Lo aprendí de ti.

Hace unos días estaba furiosa, rabiando, y no recuerdo por qué. De seguro no era tan importante como para estar tan enojada. Parecía una niña con rabieta, pero era una mamá, cuidando a un niño que me decía, "mamá ya sé que estás enojada, pero mamá, respira." Enfocada en el coraje, no le prestaba atención, casi que ignoraba lo que me decía. Iba caminando por toda la casa, organizando, recogiendo cosas en el suelo, en la mesa, en la cocina, en la cama, ensimismada en el 'quehacer' y a la vez rabiando en voz alta. Algo había desatado mi mal humor, casi pueden adivinarlo conmigo, de seguro fue el desorden. Tengo una obsesión con el orden, lo admito, hago listas para todo, coordino, organizo, trato de mantenerlo todo bajo esa 'ilusión del control' a fuera de mí. Lo hago porque de algún modo siento que cuando todo está ordenado yo también conseguiré estarlo, pero siempre me equivoco.


Casi nunca o nunca logro conseguir que se calme mi mente con solo ordenarlo todo a mi alrededor, casi siempre peleo mientras ordeno. No me gusta ordenar en realidad, lo detesto. Me molesta muchísimo la ropa sin doblar, que casi que sale caminando por la casa y tiene vida propia en una esquina del cuarto. He comprado dos canastos, uno bonito en ratan para meter la ropa ahí y no verla, por consejo práctico de una amiga. Le pongo alguna sábana bonita por encima y hasta casi que no se nota que es ropa desordenada, más bien parece una decoración cómoda como para sentarse. El problema es que tengo otro canasto, de esos ordinarios de laundry, formato plástico, grotesco, igualito al que tenía mi mamá en casa, en el walking closet del cuarto matrimonial. Siempre está lleno de ropa que se desborda, entonces ese no lo puedo esconder en ningún lado. En mi casa hay muchos closets, pero no los sé ocupar adecuadamente, me dan taaanto estrés, por suerte les puedo cerrar la puerta. Algunos están un poco recogidos, pero no puedo esconder ahí la ropa limpia y sin doblar. Entonces eso me exaspera, casi sin ser un motivo suficiente como para enojarse tanto.

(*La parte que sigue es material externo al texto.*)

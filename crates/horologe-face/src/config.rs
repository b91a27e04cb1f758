use horologe_engine::paint::Color;

use crate::error::FaceError;
use crate::hand::HandKind;

/// One value per hand kind.
#[derive(Debug, Copy, Clone, PartialEq)]
pub struct HandSet<T> {
    pub hour: T,
    pub minute: T,
    pub second: T,
}

impl<T: Copy> HandSet<T> {
    #[inline]
    pub const fn new(hour: T, minute: T, second: T) -> Self {
        Self { hour, minute, second }
    }

    #[inline]
    pub fn get(&self, kind: HandKind) -> T {
        match kind {
            HandKind::Hour => self.hour,
            HandKind::Minute => self.minute,
            HandKind::Second => self.second,
        }
    }
}

/// How the hour hand moves within an hour.
#[derive(Debug, Copy, Clone, Eq, PartialEq, Default)]
pub enum HourMotion {
    /// Creeps with the minutes: half-way between 3 and 4 at 3:30.
    #[default]
    Smooth,
    /// Holds on the whole hour and jumps when the hour changes.
    Stepped,
}

/// Which hands the secondary (back) face carries.
#[derive(Debug, Copy, Clone, Eq, PartialEq, Default)]
pub enum SecondaryHands {
    /// Hour, minute and second hands.
    #[default]
    Full,
    /// Only the (offset) hour hand.
    HourOnly,
}

/// Colors for every part of the face.
#[derive(Debug, Copy, Clone, PartialEq)]
pub struct FacePalette {
    /// Clear color for frames showing the face.
    pub background: Color,
    pub body: Color,
    pub tick: Color,
    /// The 12 o'clock tick.
    pub accent_tick: Color,
    pub mount: Color,
    pub ring: Color,
    pub hands: HandSet<Color>,
}

impl Default for FacePalette {
    fn default() -> Self {
        Self {
            background: Color::WHITE,
            body: Color::WHITE,
            tick: Color::BLACK,
            accent_tick: Color::SKY_BLUE,
            mount: Color::BLACK,
            ring: Color::SKY_BLUE,
            hands: HandSet::new(Color::BLACK, Color::BLACK, Color::RED),
        }
    }
}

/// Static description of a clock face.
///
/// Lengths are in scene units. `Default` is a 50-unit face, 10 units thick, with a
/// 5-unit ring, on one side only.
#[derive(Debug, Clone, PartialEq)]
pub struct ClockConfig {
    pub body_radius: f32,
    pub body_height: f32,
    /// Minor tick size. Major (five-minute) ticks are twice as wide and long.
    pub tick_width: f32,
    pub tick_length: f32,
    /// Radial thickness of the outer ring; `0` leaves the ring out.
    pub ring_thickness: f32,
    pub hand_lengths: HandSet<f32>,
    pub hand_widths: HandSet<f32>,
    pub mount_radius: f32,
    /// Mirror the face onto the back of the body.
    pub secondary_face: bool,
    /// Hour offset of the secondary face (another time zone). Requires `secondary_face`.
    pub secondary_time_offset_hours: Option<i32>,
    pub secondary_hands: SecondaryHands,
    pub hour_motion: HourMotion,
    pub palette: FacePalette,
}

impl ClockConfig {
    /// Hand lengths proportional to the face: the hour hand reaches half the radius
    /// past the tick band, minute and second hands four fifths.
    pub fn proportional_hand_lengths(body_radius: f32, tick_length: f32) -> HandSet<f32> {
        let long = body_radius * 4.0 / 5.0 + tick_length;
        HandSet::new(body_radius / 2.0 + tick_length, long, long)
    }

    /// Sets the body size and resets hand lengths to proportional defaults.
    pub fn with_body(mut self, radius: f32, height: f32) -> Self {
        self.body_radius = radius;
        self.body_height = height;
        self.hand_lengths = Self::proportional_hand_lengths(radius, self.tick_length);
        self
    }

    /// Sets the minor tick size and resets hand lengths to proportional defaults.
    pub fn with_ticks(mut self, width: f32, length: f32) -> Self {
        self.tick_width = width;
        self.tick_length = length;
        self.hand_lengths = Self::proportional_hand_lengths(self.body_radius, length);
        self
    }

    pub fn with_ring(mut self, thickness: f32) -> Self {
        self.ring_thickness = thickness;
        self
    }

    pub fn without_ring(self) -> Self {
        self.with_ring(0.0)
    }

    pub fn with_hand_lengths(mut self, lengths: HandSet<f32>) -> Self {
        self.hand_lengths = lengths;
        self
    }

    pub fn with_hand_widths(mut self, widths: HandSet<f32>) -> Self {
        self.hand_widths = widths;
        self
    }

    pub fn with_mount_radius(mut self, radius: f32) -> Self {
        self.mount_radius = radius;
        self
    }

    /// Enables the mirrored back face, optionally showing another time zone.
    pub fn with_secondary_face(mut self, offset_hours: Option<i32>) -> Self {
        self.secondary_face = true;
        self.secondary_time_offset_hours = offset_hours;
        self
    }

    pub fn with_secondary_hands(mut self, hands: SecondaryHands) -> Self {
        self.secondary_hands = hands;
        self
    }

    pub fn with_hour_motion(mut self, motion: HourMotion) -> Self {
        self.hour_motion = motion;
        self
    }

    pub fn with_palette(mut self, palette: FacePalette) -> Self {
        self.palette = palette;
        self
    }

    /// Hour offset applied on the secondary face (`0` when unset).
    #[inline]
    pub fn secondary_offset(&self) -> i32 {
        self.secondary_time_offset_hours.unwrap_or(0)
    }

    /// Checks every dimension and the secondary-face settings.
    pub fn validate(&self) -> Result<(), FaceError> {
        positive("body_radius", self.body_radius)?;
        positive("body_height", self.body_height)?;
        positive("tick_width", self.tick_width)?;
        positive("tick_length", self.tick_length)?;
        positive("mount_radius", self.mount_radius)?;

        positive("hand_lengths.hour", self.hand_lengths.hour)?;
        positive("hand_lengths.minute", self.hand_lengths.minute)?;
        positive("hand_lengths.second", self.hand_lengths.second)?;
        positive("hand_widths.hour", self.hand_widths.hour)?;
        positive("hand_widths.minute", self.hand_widths.minute)?;
        positive("hand_widths.second", self.hand_widths.second)?;

        if !(self.ring_thickness.is_finite() && self.ring_thickness >= 0.0) {
            return Err(FaceError::config(
                "ring_thickness",
                format!("must be >= 0 (got {})", self.ring_thickness),
            ));
        }

        if self.secondary_time_offset_hours.is_some() && !self.secondary_face {
            return Err(FaceError::config(
                "secondary_time_offset_hours",
                "is set but secondary_face is disabled",
            ));
        }

        Ok(())
    }
}

fn positive(field: &'static str, value: f32) -> Result<(), FaceError> {
    if value.is_finite() && value > 0.0 {
        Ok(())
    } else {
        Err(FaceError::config(field, format!("must be > 0 (got {value})")))
    }
}

impl Default for ClockConfig {
    fn default() -> Self {
        let body_radius = 50.0;
        let tick_length = 5.0;
        Self {
            body_radius,
            body_height: 10.0,
            tick_width: 1.0,
            tick_length,
            ring_thickness: 5.0,
            hand_lengths: Self::proportional_hand_lengths(body_radius, tick_length),
            hand_widths: HandSet::new(2.0, 2.0, 1.0),
            mount_radius: 2.0,
            secondary_face: false,
            secondary_time_offset_hours: None,
            secondary_hands: SecondaryHands::Full,
            hour_motion: HourMotion::Smooth,
            palette: FacePalette::default(),
        }
    }
}

#[cfg(test)]
mod tests {
    use super::*;

    fn field_of(err: FaceError) -> &'static str {
        match err {
            FaceError::InvalidConfig { field, .. } => field,
            other => panic!("unexpected error: {other}"),
        }
    }

    // ── defaults ──────────────────────────────────────────────────────────

    #[test]
    fn default_is_valid_and_proportional() {
        let c = ClockConfig::default();
        c.validate().unwrap();
        assert_eq!(c.hand_lengths, HandSet::new(30.0, 45.0, 45.0));
    }

    #[test]
    fn with_body_rederives_hand_lengths() {
        let c = ClockConfig::default().with_body(100.0, 4.0);
        assert_eq!(c.hand_lengths.hour, 55.0);
        assert_eq!(c.hand_lengths.minute, 85.0);
    }

    // ── validate ──────────────────────────────────────────────────────────

    #[test]
    fn negative_radius_is_rejected() {
        let err = ClockConfig::default().with_body(-1.0, 10.0).validate().unwrap_err();
        assert_eq!(field_of(err), "body_radius");
    }

    #[test]
    fn zero_and_nan_dimensions_are_rejected() {
        let c = ClockConfig { tick_width: 0.0, ..ClockConfig::default() };
        assert_eq!(field_of(c.validate().unwrap_err()), "tick_width");

        let c = ClockConfig { body_height: f32::NAN, ..ClockConfig::default() };
        assert_eq!(field_of(c.validate().unwrap_err()), "body_height");

        let c = ClockConfig::default().with_hand_lengths(HandSet::new(1.0, 1.0, 0.0));
        assert_eq!(field_of(c.validate().unwrap_err()), "hand_lengths.second");
    }

    #[test]
    fn zero_ring_is_allowed_negative_is_not() {
        ClockConfig::default().without_ring().validate().unwrap();
        let err = ClockConfig::default().with_ring(-0.5).validate().unwrap_err();
        assert_eq!(field_of(err), "ring_thickness");
    }

    #[test]
    fn offset_without_secondary_face_is_rejected() {
        let c = ClockConfig { secondary_time_offset_hours: Some(-9), ..ClockConfig::default() };
        assert_eq!(field_of(c.validate().unwrap_err()), "secondary_time_offset_hours");

        ClockConfig::default().with_secondary_face(Some(-9)).validate().unwrap();
    }
}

Ese día en el que estaba tan enojada, y no recuerdo bien por qué, además de por lo escrito, iba caminando por toda la casa, y mi hijo iba detrás de mí. Teníamos que salir pronto, y yo estaba tan enojada, tan furiosa, me sentía abrumada, y él repetía atrás de mí, " Mamá Mamá respira" pero yo igual no respiraba, y seguía con el ceño fruncido de un lado a otro de la casa. Hasta que de pronto me detuvo de frente, me tomó por las piernas, casi como cuando le tomo yo por el rostro y me pongo a su altura, y me dijo, "Mamá respira, sé que estás enojada, pero respira" y cuando casi que le ignoraba me dijo "Mamá lo aprendí de ti." Sí, dijo eso en voz alta y delante de mi rabia de mujer domesticada, harta de la tercera y cuarta jornada, y le escuché "Mamá respira, lo aprendí de ti" y resonó su voz como el timbre de un bajo en mi pecho.


Entonces me sacudí, y tuve que detenerme, casi que respiré consiente, para poder decirle, "tienes razón, perdóname." Quería que mi hijo supiera que no estaba enojada con él, y creo que ya lo sabía, pero aún así se sentía responsable de recordarme de alguna manera cómo es que puedo canalizar esas emociones intensas que tenía ese día. Me invitaba insistentemente a respirar. Lo escribo, como irresuelto, porque me queda mucho por fracasar conmigo, y con el modo en que ejerzo mi maternidad. Y me pregunto, que me voy a hacer cuando no tenga esos recordatorios, quisiera pensar que no los voy a necesitar. Me consuela y me sacude a la vez, que mi hijo crea que eso de respirar lo aprendió de mí. Lo escribo porque sé que tengo memoria corta, y he encontrado aquí un modo de recordarme lo que aprendo, y lo que me falta por aplicar. Tal vez, de mí no he aprendido nada.